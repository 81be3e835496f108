mod cli;
mod config;
mod error;
mod export;
mod graph;
mod layout;
mod source;
mod tasks;
mod view;

use anyhow::Result;
use clap::Parser;
use tracing_subscriber::{EnvFilter, layer::SubscriberExt, util::SubscriberInitExt};

use crate::cli::{Cli, Commands};
use crate::config::Config;

#[tokio::main]
async fn main() -> Result<()> {
    // Only warnings by default; RUST_LOG=info or debug for session detail
    tracing_subscriber::registry()
        .with(EnvFilter::try_from_default_env().unwrap_or_else(|_| EnvFilter::new("warn")))
        .with(tracing_subscriber::fmt::layer().with_target(false))
        .init();

    let cli = Cli::parse();
    let config_path = cli.config.as_deref();
    let load_config = || Config::load_or_default(config_path);

    match cli.command {
        Commands::Init { force } => {
            cli::commands::init::run(config_path, force).await?;
        }
        Commands::Stats { source, top } => {
            cli::commands::stats::run(&load_config()?, source, top).await?;
        }
        Commands::Layout {
            source,
            layout,
            output,
        } => {
            cli::commands::layout::run(&load_config()?, source, layout, output).await?;
        }
        Commands::Render {
            source,
            layout,
            clicks,
            interaction,
            hover,
            pin,
            palette,
            size,
            format,
            output,
        } => {
            let replay = cli::commands::Replay {
                clicks,
                interaction,
            };
            cli::commands::render::run(
                &load_config()?,
                source,
                layout,
                replay,
                hover,
                pin,
                palette,
                size,
                format,
                output,
            )
            .await?;
        }
        Commands::Select {
            source,
            clicks,
            interaction,
            submit,
            flows,
            llm_assist,
            endpoint,
        } => {
            let replay = cli::commands::Replay {
                clicks,
                interaction,
            };
            cli::commands::select::run(&load_config()?, source, replay, submit, flows, llm_assist, endpoint).await?;
        }
    }

    Ok(())
}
=====
What this task involves
Copy out every line of the listing that includes the string "replay".

Result for this task
            let replay = cli::commands::Replay {
                replay,
            let replay = cli::commands::Replay {
            cli::commands::select::run(&load_config()?, source, replay, submit, flows, llm_assist, endpoint).await?;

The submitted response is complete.